[DIRECTIONS FOR THIS TASK]
Once you reach the line containing "pub mod analyzer;" in the data below, restate each line word for word up to and including the one containing "pub async fn run(args: Cli)".

☆ ☆ ☆ ☆ ☆ ☆ ☆

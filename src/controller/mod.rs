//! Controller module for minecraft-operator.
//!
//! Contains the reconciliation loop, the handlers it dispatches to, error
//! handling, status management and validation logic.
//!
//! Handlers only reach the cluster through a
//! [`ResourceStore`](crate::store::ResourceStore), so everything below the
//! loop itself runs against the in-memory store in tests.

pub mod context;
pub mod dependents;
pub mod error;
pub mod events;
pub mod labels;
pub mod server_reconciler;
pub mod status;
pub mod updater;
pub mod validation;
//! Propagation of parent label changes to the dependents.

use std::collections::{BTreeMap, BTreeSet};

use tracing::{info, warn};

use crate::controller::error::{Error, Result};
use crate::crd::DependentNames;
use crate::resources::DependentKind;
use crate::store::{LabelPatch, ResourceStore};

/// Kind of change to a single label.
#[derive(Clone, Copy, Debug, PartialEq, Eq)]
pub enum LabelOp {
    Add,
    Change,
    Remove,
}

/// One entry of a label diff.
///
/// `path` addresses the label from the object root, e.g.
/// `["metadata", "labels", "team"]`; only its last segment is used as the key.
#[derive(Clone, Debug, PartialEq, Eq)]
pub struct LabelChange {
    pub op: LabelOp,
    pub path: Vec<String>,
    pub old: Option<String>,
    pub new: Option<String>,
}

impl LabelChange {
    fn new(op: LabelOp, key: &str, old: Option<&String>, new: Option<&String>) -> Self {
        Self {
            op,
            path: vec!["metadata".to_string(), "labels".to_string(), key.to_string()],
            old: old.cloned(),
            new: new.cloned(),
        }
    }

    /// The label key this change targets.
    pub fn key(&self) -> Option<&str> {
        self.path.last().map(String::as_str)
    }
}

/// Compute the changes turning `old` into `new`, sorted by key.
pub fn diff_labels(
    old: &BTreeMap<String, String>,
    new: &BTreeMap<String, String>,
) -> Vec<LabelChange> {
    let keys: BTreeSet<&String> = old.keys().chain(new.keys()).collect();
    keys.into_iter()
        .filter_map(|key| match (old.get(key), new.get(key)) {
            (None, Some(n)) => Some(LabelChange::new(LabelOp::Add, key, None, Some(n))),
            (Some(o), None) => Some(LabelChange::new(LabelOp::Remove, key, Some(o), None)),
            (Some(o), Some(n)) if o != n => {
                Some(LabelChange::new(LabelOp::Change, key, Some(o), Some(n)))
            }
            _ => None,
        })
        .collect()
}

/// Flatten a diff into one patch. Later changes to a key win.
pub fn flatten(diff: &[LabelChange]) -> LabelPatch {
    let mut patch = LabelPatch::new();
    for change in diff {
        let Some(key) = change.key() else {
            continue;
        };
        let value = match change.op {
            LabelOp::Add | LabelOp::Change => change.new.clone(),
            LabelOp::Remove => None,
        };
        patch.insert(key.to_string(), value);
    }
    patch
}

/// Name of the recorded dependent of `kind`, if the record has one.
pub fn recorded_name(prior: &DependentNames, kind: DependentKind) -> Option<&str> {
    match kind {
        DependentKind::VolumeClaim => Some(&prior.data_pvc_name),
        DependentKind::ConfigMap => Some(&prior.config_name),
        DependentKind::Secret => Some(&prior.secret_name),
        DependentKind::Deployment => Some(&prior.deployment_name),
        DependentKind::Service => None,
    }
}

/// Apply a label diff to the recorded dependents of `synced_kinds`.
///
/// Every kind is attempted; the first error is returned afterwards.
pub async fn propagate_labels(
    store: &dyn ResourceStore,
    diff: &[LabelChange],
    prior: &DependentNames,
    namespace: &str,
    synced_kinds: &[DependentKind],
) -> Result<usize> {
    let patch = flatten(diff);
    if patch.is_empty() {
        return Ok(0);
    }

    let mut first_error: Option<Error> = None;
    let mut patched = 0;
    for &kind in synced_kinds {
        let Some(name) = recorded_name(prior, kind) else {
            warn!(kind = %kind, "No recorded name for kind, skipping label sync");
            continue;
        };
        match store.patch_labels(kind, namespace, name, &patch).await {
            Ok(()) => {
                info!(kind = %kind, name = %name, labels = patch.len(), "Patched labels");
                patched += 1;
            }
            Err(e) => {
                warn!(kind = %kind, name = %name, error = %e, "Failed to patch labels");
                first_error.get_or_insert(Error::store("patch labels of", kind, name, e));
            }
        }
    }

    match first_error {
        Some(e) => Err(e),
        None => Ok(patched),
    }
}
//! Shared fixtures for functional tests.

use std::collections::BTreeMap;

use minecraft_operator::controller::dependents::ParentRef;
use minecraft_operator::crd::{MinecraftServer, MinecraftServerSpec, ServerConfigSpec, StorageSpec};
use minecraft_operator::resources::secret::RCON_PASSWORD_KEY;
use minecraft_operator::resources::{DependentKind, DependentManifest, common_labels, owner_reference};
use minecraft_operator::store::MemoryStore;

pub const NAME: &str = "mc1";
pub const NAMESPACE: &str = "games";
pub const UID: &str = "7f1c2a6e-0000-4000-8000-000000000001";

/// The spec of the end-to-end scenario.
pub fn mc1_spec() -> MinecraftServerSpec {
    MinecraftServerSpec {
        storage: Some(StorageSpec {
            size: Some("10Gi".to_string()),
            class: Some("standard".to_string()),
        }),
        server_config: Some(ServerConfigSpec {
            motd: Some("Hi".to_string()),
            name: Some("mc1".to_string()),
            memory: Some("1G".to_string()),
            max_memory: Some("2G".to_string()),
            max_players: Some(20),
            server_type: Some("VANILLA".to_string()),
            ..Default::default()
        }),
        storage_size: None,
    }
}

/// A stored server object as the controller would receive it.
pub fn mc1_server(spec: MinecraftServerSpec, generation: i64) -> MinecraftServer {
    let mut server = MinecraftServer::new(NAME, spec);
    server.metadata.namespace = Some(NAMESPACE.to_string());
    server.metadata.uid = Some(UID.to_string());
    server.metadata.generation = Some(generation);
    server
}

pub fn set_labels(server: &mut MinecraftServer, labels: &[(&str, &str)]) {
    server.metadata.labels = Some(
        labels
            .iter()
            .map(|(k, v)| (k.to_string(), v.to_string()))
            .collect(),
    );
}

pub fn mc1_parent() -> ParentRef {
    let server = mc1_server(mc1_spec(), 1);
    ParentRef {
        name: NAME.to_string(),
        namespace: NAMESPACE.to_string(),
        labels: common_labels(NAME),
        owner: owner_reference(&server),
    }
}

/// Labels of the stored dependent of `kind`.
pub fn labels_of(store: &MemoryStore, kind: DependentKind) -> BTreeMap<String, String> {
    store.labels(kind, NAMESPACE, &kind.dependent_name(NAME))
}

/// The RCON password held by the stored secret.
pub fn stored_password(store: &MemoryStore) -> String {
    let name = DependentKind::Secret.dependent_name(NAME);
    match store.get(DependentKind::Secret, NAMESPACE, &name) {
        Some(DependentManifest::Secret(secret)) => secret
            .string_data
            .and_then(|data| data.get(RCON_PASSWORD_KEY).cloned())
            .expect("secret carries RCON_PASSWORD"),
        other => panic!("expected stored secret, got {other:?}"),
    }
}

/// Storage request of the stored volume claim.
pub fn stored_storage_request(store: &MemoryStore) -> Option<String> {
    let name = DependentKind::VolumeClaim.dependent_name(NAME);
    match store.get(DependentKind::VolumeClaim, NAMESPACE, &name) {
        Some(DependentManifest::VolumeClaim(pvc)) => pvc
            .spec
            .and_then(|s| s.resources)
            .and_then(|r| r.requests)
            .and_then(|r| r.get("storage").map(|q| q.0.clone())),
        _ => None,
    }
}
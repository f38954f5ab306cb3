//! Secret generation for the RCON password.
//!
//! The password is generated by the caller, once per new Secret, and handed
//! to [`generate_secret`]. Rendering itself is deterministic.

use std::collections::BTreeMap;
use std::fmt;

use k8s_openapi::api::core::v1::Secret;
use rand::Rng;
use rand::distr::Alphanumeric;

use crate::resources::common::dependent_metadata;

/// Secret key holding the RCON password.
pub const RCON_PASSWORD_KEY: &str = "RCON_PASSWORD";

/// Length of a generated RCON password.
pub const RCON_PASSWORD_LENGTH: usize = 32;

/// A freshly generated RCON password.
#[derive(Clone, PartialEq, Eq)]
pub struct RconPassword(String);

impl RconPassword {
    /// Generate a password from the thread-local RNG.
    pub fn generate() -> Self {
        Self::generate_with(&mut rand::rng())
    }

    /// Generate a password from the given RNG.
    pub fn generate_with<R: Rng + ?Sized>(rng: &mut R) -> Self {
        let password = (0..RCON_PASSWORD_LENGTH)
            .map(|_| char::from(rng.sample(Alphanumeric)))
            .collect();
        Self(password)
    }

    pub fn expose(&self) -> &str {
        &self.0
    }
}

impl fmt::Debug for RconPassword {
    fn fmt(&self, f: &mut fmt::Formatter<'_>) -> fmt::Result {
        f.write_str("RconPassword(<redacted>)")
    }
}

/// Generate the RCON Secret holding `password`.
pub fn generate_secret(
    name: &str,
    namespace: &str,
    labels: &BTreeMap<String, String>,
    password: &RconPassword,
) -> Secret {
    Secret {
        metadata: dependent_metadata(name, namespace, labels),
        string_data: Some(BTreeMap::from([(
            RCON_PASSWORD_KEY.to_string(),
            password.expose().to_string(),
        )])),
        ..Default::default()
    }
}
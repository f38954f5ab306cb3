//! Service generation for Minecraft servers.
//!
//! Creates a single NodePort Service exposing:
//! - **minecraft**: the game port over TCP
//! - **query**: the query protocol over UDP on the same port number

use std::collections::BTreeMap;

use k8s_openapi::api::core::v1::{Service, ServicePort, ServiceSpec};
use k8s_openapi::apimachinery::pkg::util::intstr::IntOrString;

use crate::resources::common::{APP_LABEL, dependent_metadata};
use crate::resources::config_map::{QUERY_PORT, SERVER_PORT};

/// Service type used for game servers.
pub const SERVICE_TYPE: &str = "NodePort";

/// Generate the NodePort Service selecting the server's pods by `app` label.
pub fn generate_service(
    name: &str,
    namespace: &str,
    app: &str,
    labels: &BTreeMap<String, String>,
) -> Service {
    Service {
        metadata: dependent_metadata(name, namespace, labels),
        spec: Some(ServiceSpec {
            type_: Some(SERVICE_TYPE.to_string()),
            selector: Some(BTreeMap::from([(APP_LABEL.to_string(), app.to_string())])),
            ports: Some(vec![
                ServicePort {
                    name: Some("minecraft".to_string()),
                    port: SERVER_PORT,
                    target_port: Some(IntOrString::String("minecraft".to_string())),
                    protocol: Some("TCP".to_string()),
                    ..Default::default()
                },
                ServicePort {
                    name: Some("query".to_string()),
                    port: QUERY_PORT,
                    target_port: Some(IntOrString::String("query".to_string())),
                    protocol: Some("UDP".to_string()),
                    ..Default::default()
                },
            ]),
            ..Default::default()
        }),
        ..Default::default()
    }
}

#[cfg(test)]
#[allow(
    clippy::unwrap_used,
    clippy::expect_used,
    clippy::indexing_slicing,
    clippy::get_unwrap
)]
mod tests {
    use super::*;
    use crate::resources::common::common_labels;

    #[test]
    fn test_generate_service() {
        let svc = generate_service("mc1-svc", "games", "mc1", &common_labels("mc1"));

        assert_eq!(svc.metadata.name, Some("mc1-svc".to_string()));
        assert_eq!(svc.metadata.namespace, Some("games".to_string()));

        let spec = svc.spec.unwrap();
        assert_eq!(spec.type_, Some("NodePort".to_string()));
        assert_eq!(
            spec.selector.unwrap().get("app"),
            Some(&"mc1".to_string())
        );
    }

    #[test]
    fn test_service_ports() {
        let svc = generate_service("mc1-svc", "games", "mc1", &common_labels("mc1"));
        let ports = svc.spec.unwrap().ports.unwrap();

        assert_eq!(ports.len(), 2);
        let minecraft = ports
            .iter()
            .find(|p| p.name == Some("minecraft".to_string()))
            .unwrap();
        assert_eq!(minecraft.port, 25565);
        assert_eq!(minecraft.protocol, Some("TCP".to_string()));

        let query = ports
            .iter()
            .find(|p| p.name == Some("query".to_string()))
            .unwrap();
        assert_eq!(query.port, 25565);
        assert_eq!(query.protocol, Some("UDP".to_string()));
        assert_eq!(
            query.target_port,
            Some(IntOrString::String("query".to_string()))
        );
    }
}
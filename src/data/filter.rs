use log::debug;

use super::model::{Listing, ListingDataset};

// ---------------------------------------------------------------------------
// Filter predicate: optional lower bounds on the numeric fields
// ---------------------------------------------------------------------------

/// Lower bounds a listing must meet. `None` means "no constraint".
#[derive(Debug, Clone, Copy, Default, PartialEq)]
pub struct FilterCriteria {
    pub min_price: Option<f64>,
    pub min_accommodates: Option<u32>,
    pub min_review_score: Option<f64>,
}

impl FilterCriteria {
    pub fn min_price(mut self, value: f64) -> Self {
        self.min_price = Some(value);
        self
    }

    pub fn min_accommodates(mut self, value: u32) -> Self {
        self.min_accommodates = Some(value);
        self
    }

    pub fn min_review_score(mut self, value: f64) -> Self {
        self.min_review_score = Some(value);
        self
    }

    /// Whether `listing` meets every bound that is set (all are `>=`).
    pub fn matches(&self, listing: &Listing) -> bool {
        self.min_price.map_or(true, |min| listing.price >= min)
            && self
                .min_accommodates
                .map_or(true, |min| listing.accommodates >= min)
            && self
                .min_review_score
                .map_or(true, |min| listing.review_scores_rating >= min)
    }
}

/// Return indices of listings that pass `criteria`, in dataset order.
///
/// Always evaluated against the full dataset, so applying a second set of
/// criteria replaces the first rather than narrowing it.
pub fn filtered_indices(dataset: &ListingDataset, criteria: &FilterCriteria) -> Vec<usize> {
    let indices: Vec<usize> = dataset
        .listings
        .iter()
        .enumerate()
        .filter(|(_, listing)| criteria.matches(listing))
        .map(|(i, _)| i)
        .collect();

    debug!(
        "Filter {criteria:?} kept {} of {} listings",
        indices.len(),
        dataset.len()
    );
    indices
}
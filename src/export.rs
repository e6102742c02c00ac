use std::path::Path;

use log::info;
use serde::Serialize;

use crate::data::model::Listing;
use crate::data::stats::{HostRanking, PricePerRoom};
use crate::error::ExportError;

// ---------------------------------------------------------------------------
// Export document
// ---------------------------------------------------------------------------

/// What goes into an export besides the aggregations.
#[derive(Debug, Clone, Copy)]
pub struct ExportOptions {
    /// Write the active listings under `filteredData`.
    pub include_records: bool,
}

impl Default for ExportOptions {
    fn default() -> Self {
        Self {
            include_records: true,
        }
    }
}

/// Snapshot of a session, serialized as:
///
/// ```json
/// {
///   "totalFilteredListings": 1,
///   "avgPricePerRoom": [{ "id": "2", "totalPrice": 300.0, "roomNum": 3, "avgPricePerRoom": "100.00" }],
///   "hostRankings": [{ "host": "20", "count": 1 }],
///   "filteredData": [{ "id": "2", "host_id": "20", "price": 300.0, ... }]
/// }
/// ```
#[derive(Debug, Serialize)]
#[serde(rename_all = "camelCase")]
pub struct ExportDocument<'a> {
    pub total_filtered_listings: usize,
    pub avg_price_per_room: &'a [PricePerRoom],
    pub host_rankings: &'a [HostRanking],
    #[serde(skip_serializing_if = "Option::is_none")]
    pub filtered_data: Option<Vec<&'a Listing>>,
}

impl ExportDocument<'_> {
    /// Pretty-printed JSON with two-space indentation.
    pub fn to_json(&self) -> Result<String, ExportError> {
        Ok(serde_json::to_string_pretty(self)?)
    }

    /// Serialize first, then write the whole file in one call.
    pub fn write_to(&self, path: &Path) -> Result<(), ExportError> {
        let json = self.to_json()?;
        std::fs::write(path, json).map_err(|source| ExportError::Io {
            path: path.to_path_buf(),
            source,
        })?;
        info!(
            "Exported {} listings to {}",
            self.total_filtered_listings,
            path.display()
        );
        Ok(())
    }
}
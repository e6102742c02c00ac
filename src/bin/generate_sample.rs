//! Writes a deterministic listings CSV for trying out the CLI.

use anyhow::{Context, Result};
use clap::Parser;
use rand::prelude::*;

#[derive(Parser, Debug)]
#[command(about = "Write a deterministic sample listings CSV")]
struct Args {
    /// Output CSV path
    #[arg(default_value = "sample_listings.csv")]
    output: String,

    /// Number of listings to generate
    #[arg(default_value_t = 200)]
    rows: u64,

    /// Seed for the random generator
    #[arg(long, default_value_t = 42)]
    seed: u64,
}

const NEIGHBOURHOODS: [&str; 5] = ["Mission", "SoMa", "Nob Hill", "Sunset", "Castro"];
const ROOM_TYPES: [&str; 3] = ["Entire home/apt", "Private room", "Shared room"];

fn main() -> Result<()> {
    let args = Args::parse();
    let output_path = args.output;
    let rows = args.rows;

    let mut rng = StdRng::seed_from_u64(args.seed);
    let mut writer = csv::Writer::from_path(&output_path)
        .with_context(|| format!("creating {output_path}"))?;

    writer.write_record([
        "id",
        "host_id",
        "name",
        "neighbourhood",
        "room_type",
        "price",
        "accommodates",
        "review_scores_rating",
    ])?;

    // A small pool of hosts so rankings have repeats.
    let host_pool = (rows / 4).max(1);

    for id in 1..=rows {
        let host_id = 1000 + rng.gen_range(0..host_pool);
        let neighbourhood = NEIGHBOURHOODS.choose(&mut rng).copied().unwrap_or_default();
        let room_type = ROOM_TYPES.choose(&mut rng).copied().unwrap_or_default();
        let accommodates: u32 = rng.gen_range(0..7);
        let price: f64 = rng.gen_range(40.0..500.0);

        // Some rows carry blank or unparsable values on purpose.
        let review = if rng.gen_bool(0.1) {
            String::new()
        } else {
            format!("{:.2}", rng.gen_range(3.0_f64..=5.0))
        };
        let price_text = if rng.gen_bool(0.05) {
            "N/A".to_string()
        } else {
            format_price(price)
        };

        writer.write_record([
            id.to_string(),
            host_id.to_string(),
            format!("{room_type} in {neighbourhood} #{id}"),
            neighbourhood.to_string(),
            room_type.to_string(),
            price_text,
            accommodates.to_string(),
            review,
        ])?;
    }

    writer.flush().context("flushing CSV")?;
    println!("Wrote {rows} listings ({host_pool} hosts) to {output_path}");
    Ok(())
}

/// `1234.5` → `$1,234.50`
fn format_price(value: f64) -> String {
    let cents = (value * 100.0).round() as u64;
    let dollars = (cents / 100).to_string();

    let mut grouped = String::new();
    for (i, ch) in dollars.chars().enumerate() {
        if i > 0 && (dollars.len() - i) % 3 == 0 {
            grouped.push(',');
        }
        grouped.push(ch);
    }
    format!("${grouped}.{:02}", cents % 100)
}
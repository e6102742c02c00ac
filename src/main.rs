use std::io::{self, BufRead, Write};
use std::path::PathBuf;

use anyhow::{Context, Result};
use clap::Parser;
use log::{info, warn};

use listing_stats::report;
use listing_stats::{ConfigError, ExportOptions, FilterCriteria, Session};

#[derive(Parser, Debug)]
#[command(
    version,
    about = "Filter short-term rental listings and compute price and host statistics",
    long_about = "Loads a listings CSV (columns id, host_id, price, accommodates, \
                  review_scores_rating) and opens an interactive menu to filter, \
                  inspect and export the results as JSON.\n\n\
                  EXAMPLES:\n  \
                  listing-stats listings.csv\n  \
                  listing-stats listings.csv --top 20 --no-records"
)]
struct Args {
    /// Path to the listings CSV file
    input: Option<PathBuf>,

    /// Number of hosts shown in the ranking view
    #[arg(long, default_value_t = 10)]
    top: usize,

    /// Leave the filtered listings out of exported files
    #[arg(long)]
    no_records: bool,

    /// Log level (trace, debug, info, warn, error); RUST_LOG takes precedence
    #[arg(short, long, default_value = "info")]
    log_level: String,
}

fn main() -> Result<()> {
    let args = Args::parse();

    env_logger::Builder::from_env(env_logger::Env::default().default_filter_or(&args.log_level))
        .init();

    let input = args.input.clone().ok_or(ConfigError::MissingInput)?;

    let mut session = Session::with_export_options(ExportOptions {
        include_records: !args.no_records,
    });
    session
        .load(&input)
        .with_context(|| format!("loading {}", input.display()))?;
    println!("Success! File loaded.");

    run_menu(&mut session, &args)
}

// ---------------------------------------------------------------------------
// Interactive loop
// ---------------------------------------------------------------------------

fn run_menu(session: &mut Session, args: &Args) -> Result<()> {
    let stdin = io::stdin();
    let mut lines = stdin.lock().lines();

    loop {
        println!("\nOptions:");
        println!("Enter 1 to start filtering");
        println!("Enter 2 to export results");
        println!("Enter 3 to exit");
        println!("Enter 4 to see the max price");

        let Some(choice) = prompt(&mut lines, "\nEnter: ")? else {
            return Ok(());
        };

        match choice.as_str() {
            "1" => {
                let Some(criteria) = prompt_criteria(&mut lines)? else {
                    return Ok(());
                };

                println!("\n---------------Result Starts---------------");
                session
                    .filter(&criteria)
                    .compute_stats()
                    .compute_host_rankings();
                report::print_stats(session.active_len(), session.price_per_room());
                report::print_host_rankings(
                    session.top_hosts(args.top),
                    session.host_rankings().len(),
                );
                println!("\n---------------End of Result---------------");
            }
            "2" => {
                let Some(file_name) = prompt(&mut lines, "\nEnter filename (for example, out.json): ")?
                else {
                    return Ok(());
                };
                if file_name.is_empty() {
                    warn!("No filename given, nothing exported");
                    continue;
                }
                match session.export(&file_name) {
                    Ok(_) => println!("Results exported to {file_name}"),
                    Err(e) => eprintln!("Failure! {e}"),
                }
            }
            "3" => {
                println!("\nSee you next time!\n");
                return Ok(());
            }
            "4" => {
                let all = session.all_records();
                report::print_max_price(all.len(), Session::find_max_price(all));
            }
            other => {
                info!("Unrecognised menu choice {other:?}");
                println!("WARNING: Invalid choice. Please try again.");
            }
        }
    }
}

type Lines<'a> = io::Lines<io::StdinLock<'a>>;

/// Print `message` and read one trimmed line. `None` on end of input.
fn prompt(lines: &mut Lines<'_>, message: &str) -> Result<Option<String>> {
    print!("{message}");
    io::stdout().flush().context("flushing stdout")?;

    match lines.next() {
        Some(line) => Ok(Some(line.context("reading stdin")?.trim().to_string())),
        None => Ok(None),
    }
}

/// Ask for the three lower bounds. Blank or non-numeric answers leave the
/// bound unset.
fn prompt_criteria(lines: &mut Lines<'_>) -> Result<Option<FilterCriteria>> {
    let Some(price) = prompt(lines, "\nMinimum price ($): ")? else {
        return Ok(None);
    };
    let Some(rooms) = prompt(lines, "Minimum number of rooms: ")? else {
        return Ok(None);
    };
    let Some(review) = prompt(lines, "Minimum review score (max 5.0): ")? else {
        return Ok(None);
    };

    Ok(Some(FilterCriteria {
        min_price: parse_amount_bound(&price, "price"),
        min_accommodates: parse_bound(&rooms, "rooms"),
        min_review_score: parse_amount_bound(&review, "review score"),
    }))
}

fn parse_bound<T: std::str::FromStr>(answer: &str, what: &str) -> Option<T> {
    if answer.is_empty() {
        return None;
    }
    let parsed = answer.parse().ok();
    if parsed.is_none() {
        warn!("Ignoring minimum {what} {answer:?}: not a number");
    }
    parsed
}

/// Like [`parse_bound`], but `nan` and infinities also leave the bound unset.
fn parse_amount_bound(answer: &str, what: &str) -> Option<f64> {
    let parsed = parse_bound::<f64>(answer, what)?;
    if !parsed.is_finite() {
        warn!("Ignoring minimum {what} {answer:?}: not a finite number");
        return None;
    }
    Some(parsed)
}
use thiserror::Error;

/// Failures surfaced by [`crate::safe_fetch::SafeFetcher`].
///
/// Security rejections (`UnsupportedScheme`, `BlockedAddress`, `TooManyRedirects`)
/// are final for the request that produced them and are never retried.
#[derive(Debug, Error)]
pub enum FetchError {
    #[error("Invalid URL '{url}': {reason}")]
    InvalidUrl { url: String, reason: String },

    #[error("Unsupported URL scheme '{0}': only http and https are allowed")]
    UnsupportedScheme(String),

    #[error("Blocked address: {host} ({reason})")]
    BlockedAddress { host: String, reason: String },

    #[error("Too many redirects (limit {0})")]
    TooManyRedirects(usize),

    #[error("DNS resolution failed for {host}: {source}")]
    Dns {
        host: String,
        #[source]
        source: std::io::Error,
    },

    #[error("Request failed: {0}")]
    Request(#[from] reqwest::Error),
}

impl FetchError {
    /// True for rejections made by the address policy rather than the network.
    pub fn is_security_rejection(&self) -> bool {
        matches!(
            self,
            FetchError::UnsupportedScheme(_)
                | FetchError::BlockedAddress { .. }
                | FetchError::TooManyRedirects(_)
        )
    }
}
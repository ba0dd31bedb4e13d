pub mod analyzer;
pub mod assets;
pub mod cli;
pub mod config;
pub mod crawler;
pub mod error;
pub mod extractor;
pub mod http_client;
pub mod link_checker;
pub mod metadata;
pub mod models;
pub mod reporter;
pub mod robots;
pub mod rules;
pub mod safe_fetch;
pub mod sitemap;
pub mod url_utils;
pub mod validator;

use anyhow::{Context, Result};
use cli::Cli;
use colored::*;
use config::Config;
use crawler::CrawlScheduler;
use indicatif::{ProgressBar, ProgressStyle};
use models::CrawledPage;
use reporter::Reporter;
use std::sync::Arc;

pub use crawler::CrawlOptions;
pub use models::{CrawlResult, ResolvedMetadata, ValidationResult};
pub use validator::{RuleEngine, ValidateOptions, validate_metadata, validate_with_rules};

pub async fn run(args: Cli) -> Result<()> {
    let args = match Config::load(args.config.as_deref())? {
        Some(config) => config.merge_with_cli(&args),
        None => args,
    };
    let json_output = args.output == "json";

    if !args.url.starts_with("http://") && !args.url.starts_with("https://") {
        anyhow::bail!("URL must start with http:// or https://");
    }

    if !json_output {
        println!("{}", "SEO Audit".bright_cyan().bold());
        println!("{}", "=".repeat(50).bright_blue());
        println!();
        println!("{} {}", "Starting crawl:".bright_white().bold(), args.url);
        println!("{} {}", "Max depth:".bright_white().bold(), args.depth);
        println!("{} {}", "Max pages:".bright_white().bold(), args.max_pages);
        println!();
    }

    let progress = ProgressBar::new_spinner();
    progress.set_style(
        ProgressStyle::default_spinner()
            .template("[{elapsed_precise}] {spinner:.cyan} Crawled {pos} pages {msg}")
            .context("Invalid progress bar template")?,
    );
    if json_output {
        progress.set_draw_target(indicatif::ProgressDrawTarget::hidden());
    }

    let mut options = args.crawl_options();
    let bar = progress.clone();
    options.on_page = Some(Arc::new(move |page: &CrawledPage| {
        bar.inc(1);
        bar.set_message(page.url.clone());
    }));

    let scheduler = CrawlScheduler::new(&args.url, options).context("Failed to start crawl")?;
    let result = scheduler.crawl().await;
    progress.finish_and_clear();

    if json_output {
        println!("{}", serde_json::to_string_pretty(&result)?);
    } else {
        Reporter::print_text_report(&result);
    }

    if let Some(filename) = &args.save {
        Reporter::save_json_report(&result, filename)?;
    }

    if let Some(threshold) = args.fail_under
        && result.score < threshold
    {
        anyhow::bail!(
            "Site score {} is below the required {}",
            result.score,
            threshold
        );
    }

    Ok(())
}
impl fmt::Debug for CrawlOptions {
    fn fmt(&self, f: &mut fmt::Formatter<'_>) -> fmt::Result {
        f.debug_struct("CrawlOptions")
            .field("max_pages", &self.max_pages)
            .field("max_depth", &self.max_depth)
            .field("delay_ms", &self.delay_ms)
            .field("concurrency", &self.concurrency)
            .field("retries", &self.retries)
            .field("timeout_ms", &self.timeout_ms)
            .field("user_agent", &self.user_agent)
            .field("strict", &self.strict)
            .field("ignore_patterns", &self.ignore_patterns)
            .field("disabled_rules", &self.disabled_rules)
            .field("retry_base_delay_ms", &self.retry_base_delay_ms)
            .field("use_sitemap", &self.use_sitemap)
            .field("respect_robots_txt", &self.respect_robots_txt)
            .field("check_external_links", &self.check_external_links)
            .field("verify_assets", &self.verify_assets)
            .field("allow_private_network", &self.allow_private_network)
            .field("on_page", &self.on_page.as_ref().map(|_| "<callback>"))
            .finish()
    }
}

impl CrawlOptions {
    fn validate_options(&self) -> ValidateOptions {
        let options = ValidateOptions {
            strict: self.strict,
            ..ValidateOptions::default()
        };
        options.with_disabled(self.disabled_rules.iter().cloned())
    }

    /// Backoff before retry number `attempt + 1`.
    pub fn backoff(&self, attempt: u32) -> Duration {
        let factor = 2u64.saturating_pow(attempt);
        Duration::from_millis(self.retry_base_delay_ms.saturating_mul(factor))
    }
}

☆ ☆ ☆ ☆ ☆ ☆ ☆

[ANSWER]
pub mod analyzer;
pub mod assets;
pub mod cli;
pub mod config;
pub mod crawler;
pub mod error;
pub mod extractor;
pub mod http_client;
pub mod link_checker;
pub mod metadata;
pub mod models;
pub mod reporter;
pub mod robots;
pub mod rules;
pub mod safe_fetch;
pub mod sitemap;
pub mod url_utils;
pub mod validator;

use anyhow::{Context, Result};
use cli::Cli;
use colored::*;
use config::Config;
use crawler::CrawlScheduler;
use indicatif::{ProgressBar, ProgressStyle};
use models::CrawledPage;
use reporter::Reporter;
use std::sync::Arc;

pub use crawler::CrawlOptions;
pub use models::{CrawlResult, ResolvedMetadata, ValidationResult};
pub use validator::{RuleEngine, ValidateOptions, validate_metadata, validate_with_rules};

pub async fn run(args: Cli) -> Result<()> {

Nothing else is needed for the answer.